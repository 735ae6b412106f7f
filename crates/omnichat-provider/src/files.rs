//! Local file collaborator.
//!
//! Adapters never touch the filesystem directly. Attached images are read and
//! generated images are saved through a [`FileStore`], so the host
//! application decides where files live.

use std::path::{Path, PathBuf};

use async_trait::async_trait;
use base64::{engine::general_purpose::STANDARD, Engine};
use omnichat_util::{IdPrefix, Identifier};
use tracing::debug;

use crate::error::{ProviderError, ProviderResult};

/// File operations the adapters depend on.
#[async_trait]
pub trait FileStore: Send + Sync {
    /// Download `url` into the store and return the local path.
    async fn save_from_url(&self, url: &str, file_name: &str) -> ProviderResult<String>;

    /// Decode `data` (optionally a `data:` URL) and return the local path.
    async fn save_from_base64(&self, data: &str, file_name: &str) -> ProviderResult<String>;

    /// Read a local file as base64.
    async fn read_base64(&self, path: &str) -> ProviderResult<String>;

    /// Read a local file as raw bytes.
    async fn read_bytes(&self, path: &str) -> ProviderResult<Vec<u8>>;
}

/// A fresh, collision-free file name for a generated image.
pub fn image_file_name() -> String {
    Identifier::file_name(IdPrefix::Image, "png")
}

/// Strip a `data:<mime>;base64,` prefix if present.
pub fn strip_data_url(data: &str) -> &str {
    match data.split_once(";base64,") {
        Some((head, body)) if head.starts_with("data:") => body,
        _ => data,
    }
}

/// [`FileStore`] backed by a cache directory on the local disk.
#[derive(Debug, Clone)]
pub struct LocalFileStore {
    cache_dir: PathBuf,
    client: reqwest::Client,
}

impl LocalFileStore {
    pub fn new(cache_dir: impl Into<PathBuf>) -> Self {
        Self {
            cache_dir: cache_dir.into(),
            client: reqwest::Client::new(),
        }
    }

    /// Store rooted at the platform cache directory.
    pub fn with_default_dir() -> ProviderResult<Self> {
        default_cache_dir()
            .map(Self::new)
            .ok_or_else(|| ProviderError::internal("no cache directory on this platform"))
    }

    pub fn cache_dir(&self) -> &Path {
        &self.cache_dir
    }

    async fn write(&self, file_name: &str, bytes: &[u8]) -> ProviderResult<String> {
        let name = Path::new(file_name)
            .file_name()
            .ok_or_else(|| ProviderError::file(file_name, "invalid file name"))?;
        tokio::fs::create_dir_all(&self.cache_dir)
            .await
            .map_err(|e| ProviderError::file(self.cache_dir.display().to_string(), e.to_string()))?;

        let path = self.cache_dir.join(name);
        tokio::fs::write(&path, bytes)
            .await
            .map_err(|e| ProviderError::file(path.display().to_string(), e.to_string()))?;
        debug!(path = %path.display(), bytes = bytes.len(), "Saved file");
        Ok(path.display().to_string())
    }
}

/// Default cache directory for generated files.
pub fn default_cache_dir() -> Option<PathBuf> {
    dirs::cache_dir().map(|p| p.join("omnichat"))
}

#[async_trait]
impl FileStore for LocalFileStore {
    async fn save_from_url(&self, url: &str, file_name: &str) -> ProviderResult<String> {
        let response = self.client.get(url).send().await?;
        let status = response.status();
        if !status.is_success() {
            let body = response.text().await.unwrap_or_default();
            return Err(ProviderError::api_error(status.as_u16(), body));
        }
        let bytes = response.bytes().await?;
        self.write(file_name, &bytes).await
    }

    async fn save_from_base64(&self, data: &str, file_name: &str) -> ProviderResult<String> {
        let bytes = STANDARD
            .decode(strip_data_url(data).trim())
            .map_err(|e| ProviderError::invalid_response(format!("invalid base64 image: {e}")))?;
        self.write(file_name, &bytes).await
    }

    async fn read_base64(&self, path: &str) -> ProviderResult<String> {
        Ok(STANDARD.encode(self.read_bytes(path).await?))
    }

    async fn read_bytes(&self, path: &str) -> ProviderResult<Vec<u8>> {
        tokio::fs::read(path)
            .await
            .map_err(|e| ProviderError::file(path, e.to_string()))
    }
}

#[cfg(test)]
mod tests {
    use super::*;
    use tempfile::TempDir;
    use wiremock::matchers::{method, path};
    use wiremock::{Mock, MockServer, ResponseTemplate};

    #[test]
    fn test_strip_data_url() {
        assert_eq!(strip_data_url("data:image/png;base64,QUJD"), "QUJD");
        assert_eq!(strip_data_url("QUJD"), "QUJD");
        assert_eq!(strip_data_url("x;base64,QUJD"), "x;base64,QUJD");
    }

    #[test]
    fn test_image_file_name() {
        let name = image_file_name();
        assert!(name.starts_with("img_"));
        assert!(name.ends_with(".png"));
    }

    #[tokio::test]
    async fn test_base64_round_trip() {
        let dir = TempDir::new().unwrap();
        let store = LocalFileStore::new(dir.path().join("cache"));

        let path = store
            .save_from_base64("data:image/png;base64,aGVsbG8=", "a.png")
            .await
            .unwrap();
        assert!(path.ends_with("a.png"));
        assert_eq!(store.read_bytes(&path).await.unwrap(), b"hello");
        assert_eq!(store.read_base64(&path).await.unwrap(), "aGVsbG8=");
    }

    #[tokio::test]
    async fn test_file_name_cannot_escape_cache_dir() {
        let dir = TempDir::new().unwrap();
        let store = LocalFileStore::new(dir.path());
        let path = store
            .save_from_base64("aGVsbG8=", "../../etc/evil.png")
            .await
            .unwrap();
        assert_eq!(Path::new(&path), dir.path().join("evil.png"));
    }

    #[tokio::test]
    async fn test_invalid_base64() {
        let dir = TempDir::new().unwrap();
        let store = LocalFileStore::new(dir.path());
        let err = store.save_from_base64("@@@", "a.png").await.unwrap_err();
        assert!(matches!(err, ProviderError::InvalidResponse(_)));
    }

    #[tokio::test]
    async fn test_read_missing_file() {
        let store = LocalFileStore::new("/nonexistent");
        let err = store.read_base64("/nonexistent/x.png").await.unwrap_err();
        assert!(matches!(err, ProviderError::File { .. }));
    }

    #[tokio::test]
    async fn test_save_from_url() {
        let server = MockServer::start().await;
        Mock::given(method("GET"))
            .and(path("/img.png"))
            .respond_with(ResponseTemplate::new(200).set_body_bytes(b"png-bytes".to_vec()))
            .mount(&server)
            .await;

        let dir = TempDir::new().unwrap();
        let store = LocalFileStore::new(dir.path());
        let saved = store
            .save_from_url(&format!("{}/img.png", server.uri()), "out.png")
            .await
            .unwrap();
        assert_eq!(std::fs::read(saved).unwrap(), b"png-bytes");
    }

    #[tokio::test]
    async fn test_save_from_url_failure_status() {
        let server = MockServer::start().await;
        Mock::given(method("GET"))
            .respond_with(ResponseTemplate::new(404).set_body_string("gone"))
            .mount(&server)
            .await;

        let dir = TempDir::new().unwrap();
        let store = LocalFileStore::new(dir.path());
        let err = store
            .save_from_url(&format!("{}/missing.png", server.uri()), "out.png")
            .await
            .unwrap_err();
        assert!(matches!(err, ProviderError::ApiError { status: 404, .. }));
    }
}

● ● ●

Problem to solve >>
Write out only the lines from the very start of the entries above to the line that includes "use async_trait::async_trait;", both ends included, each one unchanged.

Response area >>
repository 735ae6b412106f7f
filename crates/omnichat-provider/src/files.rs
//! Local file collaborator.
//!
//! Adapters never touch the filesystem directly. Attached images are read and
//! generated images are saved through a [`FileStore`], so the host
//! application decides where files live.

use std::path::{Path, PathBuf};

use async_trait::async_trait;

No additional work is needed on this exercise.